Description of the task: Your answer should be the lines of the listing that contain the word "first".

──────────

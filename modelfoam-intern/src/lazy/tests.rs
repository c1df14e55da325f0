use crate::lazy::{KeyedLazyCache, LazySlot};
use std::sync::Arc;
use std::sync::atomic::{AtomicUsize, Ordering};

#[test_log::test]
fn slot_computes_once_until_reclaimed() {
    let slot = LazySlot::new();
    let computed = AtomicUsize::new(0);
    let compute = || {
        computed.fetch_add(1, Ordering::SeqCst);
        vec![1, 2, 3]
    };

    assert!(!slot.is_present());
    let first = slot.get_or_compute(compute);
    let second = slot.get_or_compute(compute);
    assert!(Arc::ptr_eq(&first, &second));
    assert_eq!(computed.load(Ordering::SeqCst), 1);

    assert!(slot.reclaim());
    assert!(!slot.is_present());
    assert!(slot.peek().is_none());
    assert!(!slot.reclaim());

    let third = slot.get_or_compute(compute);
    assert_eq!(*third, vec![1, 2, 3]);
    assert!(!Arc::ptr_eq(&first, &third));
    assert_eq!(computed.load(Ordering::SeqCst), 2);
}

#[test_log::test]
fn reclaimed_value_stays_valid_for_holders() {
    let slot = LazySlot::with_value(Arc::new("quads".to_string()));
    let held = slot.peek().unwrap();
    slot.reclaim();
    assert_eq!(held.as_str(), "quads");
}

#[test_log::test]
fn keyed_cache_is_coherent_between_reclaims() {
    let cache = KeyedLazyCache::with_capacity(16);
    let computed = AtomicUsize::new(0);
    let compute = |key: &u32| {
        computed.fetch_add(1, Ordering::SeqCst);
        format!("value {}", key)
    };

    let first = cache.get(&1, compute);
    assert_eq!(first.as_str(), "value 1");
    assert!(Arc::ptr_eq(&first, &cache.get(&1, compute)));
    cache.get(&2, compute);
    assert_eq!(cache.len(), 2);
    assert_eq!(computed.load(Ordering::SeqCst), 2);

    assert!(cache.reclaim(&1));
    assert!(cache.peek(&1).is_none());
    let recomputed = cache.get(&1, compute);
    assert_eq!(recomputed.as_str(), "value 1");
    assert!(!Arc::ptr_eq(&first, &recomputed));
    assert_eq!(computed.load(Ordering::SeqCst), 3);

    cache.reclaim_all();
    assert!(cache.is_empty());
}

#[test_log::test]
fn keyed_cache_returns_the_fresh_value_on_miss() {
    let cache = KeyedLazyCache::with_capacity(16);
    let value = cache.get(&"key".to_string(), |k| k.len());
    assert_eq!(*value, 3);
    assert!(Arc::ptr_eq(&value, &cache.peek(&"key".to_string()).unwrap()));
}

──────────

Response:
    let first = slot.get_or_compute(compute);
    assert!(Arc::ptr_eq(&first, &second));
    assert!(!Arc::ptr_eq(&first, &third));
    let first = cache.get(&1, compute);
    assert_eq!(first.as_str(), "value 1");
    assert!(Arc::ptr_eq(&first, &cache.get(&1, compute)));
    assert!(!Arc::ptr_eq(&first, &recomputed));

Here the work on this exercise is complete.